The final change I would make is that I would make Jill a more permanent party member. She’s already the party member for the most time of anyone outside Torgal, but once she joins the party she leaves once because she’s tired and twice more because Clive is determined she can’t help him anymore despite still having all of her powers. (Perhaps she shouldn’t fully prime, but Dion showed that even that was still possible to do despite their fears that he would lose his mind.) At this point we’ve highlighted her assertiveness and determination to be at Clive’s side enough that there’s no way she would let him leave her for these things. You can even do this and still have Clive’s final fight with the final boss by having Ultima transport them to an alternate dimension, something he’s quite fond of doing and does at one point during this fight anyway.

Regardless, Jill should not die during the attack on the final crystal. I honestly question whether Clive and/or Joshua should die, either, but that’s a whole separate topic. Dion should also not die; Final Fantasy finally included an openly, canon-confirmed gay man in one of their games and then did a Bury Your Gays with him and that’s simply uncalled for.

Once again, hopefully, you can see how improving a woman’s character in the game strengthens the game overall. It gives us a stronger relationship between her and Clive to build their romance. It gives us a deeper understanding of the world and circumstances they find themselves in. And it makes the game feel more like the others in the series by strengthening the party bonds.

I want to reiterate that this is a good game that I can easily recommend you play if you have any interest in it at all.
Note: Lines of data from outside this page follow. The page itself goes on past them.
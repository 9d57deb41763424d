//! Tool configuration module.
//!
//! Handles loading, validating, and merging `memecap.toml`. Stock defaults
//! are overridden by whatever the user file specifies; everything else keeps
//! its default.
//!
//! ## Config File Location
//!
//! `memecap.toml` in the working directory is picked up automatically if it
//! exists. `--config PATH` points somewhere else, and then the file must
//! exist.
//!
//! ## Configuration Options
//!
//! ```toml
//! # All options are optional - defaults shown below
//!
//! [provider]
//! api_url = "https://api.anthropic.com/v1"
//! model = "claude-sonnet-4-20250514"
//! max_tokens = 1000
//! timeout_secs = 60
//! api_key_env = "ANTHROPIC_API_KEY"   # env var holding the key
//!
//! [render]
//! # font_path = "/usr/share/fonts/truetype/msttcorefonts/Impact.ttf"
//! start_y = 50.0                      # baseline of the first caption line
//! uppercase = true
//!
//! [export]
//! file_name = "meme.png"
//! directory = "."
//! ```
//!
//! ## Partial Configuration
//!
//! Config files are sparse. Override just the values you want:
//!
//! ```toml
//! [render]
//! font_path = "/home/me/fonts/Anton-Regular.ttf"
//! ```
//!
//! Unknown keys are rejected to catch typos early.

use crate::compositing::RenderOptions;
use serde::{Deserialize, Serialize};
use std::fs;
use std::path::{Path, PathBuf};
use thiserror::Error;

/// Looked up in the working directory when `--config` is not given.
pub const DEFAULT_CONFIG_FILE: &str = "memecap.toml";

#[derive(Error, Debug)]
pub enum ConfigError {
    #[error("IO error: {0}")]
    Io(#[from] std::io::Error),
    #[error("TOML parse error: {0}")]
    Toml(#[from] toml::de::Error),
    #[error("Config validation error: {0}")]
    Validation(String),
}

/// Configuration loaded from `memecap.toml`.
///
/// All fields have sensible defaults. User config files need only specify
/// the values they want to override. Unknown keys are rejected.
#[derive(Debug, Clone, Default, Serialize, Deserialize)]
#[serde(default, deny_unknown_fields)]
pub struct Config {
    /// Captioning API settings.
    pub provider: ProviderConfig,
    /// Caption rendering settings.
    pub render: RenderConfig,
    /// Where exported memes go.
    pub export: ExportConfig,
}

impl Config {
    /// Validate config values are within acceptable ranges.
    pub fn validate(&self) -> Result<(), ConfigError> {
        let provider = &self.provider;
        if provider.api_url.trim().is_empty() {
            return Err(ConfigError::Validation(
                "provider.api_url must not be empty".into(),
            ));
        }
        if provider.model.trim().is_empty() {
            return Err(ConfigError::Validation(
                "provider.model must not be empty".into(),
            ));
        }
        if provider.api_key_env.trim().is_empty() {
            return Err(ConfigError::Validation(
                "provider.api_key_env must not be empty".into(),
            ));
        }
        if provider.max_tokens == 0 {
            return Err(ConfigError::Validation(
                "provider.max_tokens must be greater than 0".into(),
            ));
        }
        if provider.timeout_secs == 0 {
            return Err(ConfigError::Validation(
                "provider.timeout_secs must be greater than 0".into(),
            ));
        }
        if !self.render.start_y.is_finite() {
            return Err(ConfigError::Validation(
                "render.start_y must be a finite number".into(),
            ));
        }
        let name = &self.export.file_name;
        if name.contains('/') || name.contains('\\') {
            return Err(ConfigError::Validation(
                "export.file_name must be a bare file name".into(),
            ));
        }
        if !name.to_ascii_lowercase().ends_with(".png") || name.len() <= ".png".len() {
            return Err(ConfigError::Validation(
                "export.file_name must be a .png file name".into(),
            ));
        }
        Ok(())
    }
}

/// Captioning API settings.
#[derive(Debug, Clone, Serialize, Deserialize)]
#[serde(default, deny_unknown_fields)]
pub struct ProviderConfig {
    /// Base URL of the Messages API (`/messages` is appended).
    pub api_url: String,
    /// Model identifier sent with every request.
    pub model: String,
    /// Upper bound on generated tokens.
    pub max_tokens: u32,
    /// Whole-request timeout.
    pub timeout_secs: u64,
    /// Name of the environment variable holding the API key.
    pub api_key_env: String,
}

impl Default for ProviderConfig {
    fn default() -> Self {
        Self {
            api_url: "https://api.anthropic.com/v1".to_string(),
            model: "claude-sonnet-4-20250514".to_string(),
            max_tokens: 1000,
            timeout_secs: 60,
            api_key_env: "ANTHROPIC_API_KEY".to_string(),
        }
    }
}

/// Caption rendering settings.
#[derive(Debug, Clone, Serialize, Deserialize)]
#[serde(default, deny_unknown_fields)]
pub struct RenderConfig {
    /// Font file to use instead of system discovery.
    #[serde(skip_serializing_if = "Option::is_none")]
    pub font_path: Option<PathBuf>,
    /// Baseline of the first caption line, in pixels from the top.
    pub start_y: f32,
    /// Upper-case captions before drawing.
    pub uppercase: bool,
}

impl Default for RenderConfig {
    fn default() -> Self {
        let options = RenderOptions::default();
        Self {
            font_path: None,
            start_y: options.start_y,
            uppercase: options.uppercase,
        }
    }
}

impl RenderConfig {
    pub fn options(&self) -> RenderOptions {
        RenderOptions {
            start_y: self.start_y,
            uppercase: self.uppercase,
        }
    }
}

/// Export settings.
#[derive(Debug, Clone, Serialize, Deserialize)]
#[serde(default, deny_unknown_fields)]
pub struct ExportConfig {
    /// File name for exported memes. Existing files are never overwritten;
    /// a numbered variant is used instead.
    pub file_name: String,
    /// Directory exported memes are written to.
    pub directory: PathBuf,
}

impl Default for ExportConfig {
    fn default() -> Self {
        Self {
            file_name: "meme.png".to_string(),
            directory: PathBuf::from("."),
        }
    }
}

// =============================================================================
// Config loading, merging, and validation
// =============================================================================

/// Returns the stock default config as a `toml::Value::Table`.
///
/// This is the canonical representation of all default values, used as the
/// base layer for merging user overrides on top.
pub fn stock_defaults_value() -> toml::Value {
    toml::Value::try_from(Config::default()).expect("default config must serialize")
}

/// Recursively merge `overlay` on top of `base`.
///
/// - Tables are merged key-by-key (overlay keys override base keys).
/// - Non-table values in overlay replace base values entirely.
/// - Keys in base that are not in overlay are preserved.
pub fn merge_toml(base: toml::Value, overlay: toml::Value) -> toml::Value {
    match (base, overlay) {
        (toml::Value::Table(mut base_table), toml::Value::Table(overlay_table)) => {
            for (key, overlay_val) in overlay_table {
                let merged = match base_table.remove(&key) {
                    Some(base_val) => merge_toml(base_val, overlay_val),
                    None => overlay_val,
                };
                base_table.insert(key, merged);
            }
            toml::Value::Table(base_table)
        }
        (_, overlay) => overlay,
    }
}

/// Load a config file as a raw TOML value.
///
/// Returns `Ok(None)` if the file does not exist.
/// Returns `Err` if the file exists but contains invalid TOML.
pub fn load_raw_config(path: &Path) -> Result<Option<toml::Value>, ConfigError> {
    if !path.exists() {
        return Ok(None);
    }
    let content = fs::read_to_string(path)?;
    let value: toml::Value = toml::from_str(&content)?;
    Ok(Some(value))
}

/// Merge an optional overlay onto a base value, then deserialize and validate.
pub fn resolve_config(
    base: toml::Value,
    overlay: Option<toml::Value>,
) -> Result<Config, ConfigError> {
    let merged = match overlay {
        Some(ov) => merge_toml(base, ov),
        None => base,
    };
    let config: Config = merged.try_into()?;
    config.validate()?;
    Ok(config)
}

/// Load config from `path` if it exists, stock defaults otherwise.
pub fn load_config(path: &Path) -> Result<Config, ConfigError> {
    let overlay = load_raw_config(path)?;
    if overlay.is_some() {
        tracing::debug!(path = %path.display(), "loaded config file");
    }
    resolve_config(stock_defaults_value(), overlay)
}

/// Load config from `path`, which must exist.
pub fn load_required_config(path: &Path) -> Result<Config, ConfigError> {
    if !path.exists() {
        return Err(ConfigError::Io(std::io::Error::new(
            std::io::ErrorKind::NotFound,
            format!("config file not found: {}", path.display()),
        )));
    }
    load_config(path)
}

/// Returns a fully-commented stock `memecap.toml` with all keys and explanations.
///
/// Used by the `gen-config` CLI command.
pub fn stock_config_toml() -> &'static str {
    r##"# memecap configuration
# =====================
# All settings are optional. Remove or comment out any you don't need.
# Values shown below are the defaults.
#
# memecap reads ./memecap.toml when it exists, or the file given with
# --config. Unknown keys will cause an error.

# ---------------------------------------------------------------------------
# Captioning API
# ---------------------------------------------------------------------------
[provider]
# Base URL of the Anthropic Messages API. "/messages" is appended.
api_url = "https://api.anthropic.com/v1"

# Model asked for captions. It must accept image input.
model = "claude-sonnet-4-20250514"

# Upper bound on tokens generated per caption.
max_tokens = 1000

# Give up on a caption request after this many seconds.
timeout_secs = 60

# Environment variable holding the API key. The key itself never goes in
# this file.
api_key_env = "ANTHROPIC_API_KEY"

# ---------------------------------------------------------------------------
# Caption rendering
# ---------------------------------------------------------------------------
[render]
# Font used for captions. When unset, memecap looks for Impact and then
# for a bold sans face in the usual system font directories.
# font_path = "/usr/share/fonts/truetype/msttcorefonts/Impact.ttf"

# Baseline of the first caption line, in pixels from the top edge.
start_y = 50.0

# Upper-case captions before drawing them.
uppercase = true

# ---------------------------------------------------------------------------
# Export
# ---------------------------------------------------------------------------
[export]
# Name of the exported PNG. If it exists, "meme (1).png", "meme (2).png", ...
# are tried instead.
file_name = "meme.png"

# Directory exported memes are written to.
directory = "."
"##
}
I was talking with a friend the other day and we determined that the overall experience of playing Final Fantasy XVI is a bit like going to an up-scale restaurant and getting a huge, perfectly cooked, juicy steak (or portabella mushroom for those of you who don’t eat meat) with a perfectly serviceable but unspecial baked potato as a side with a garnish of grass. As in the stuff from your yard. I have a lot of questions about that grass garnish. I mean, sure, it’s green. But it’s extremely weird, it isn’t very appetizing, and I have to wonder if I am being insulted somehow. Would you recommend that place to a friend? I would but I’d definitely have to tell them about the stuff that isn’t steak, too.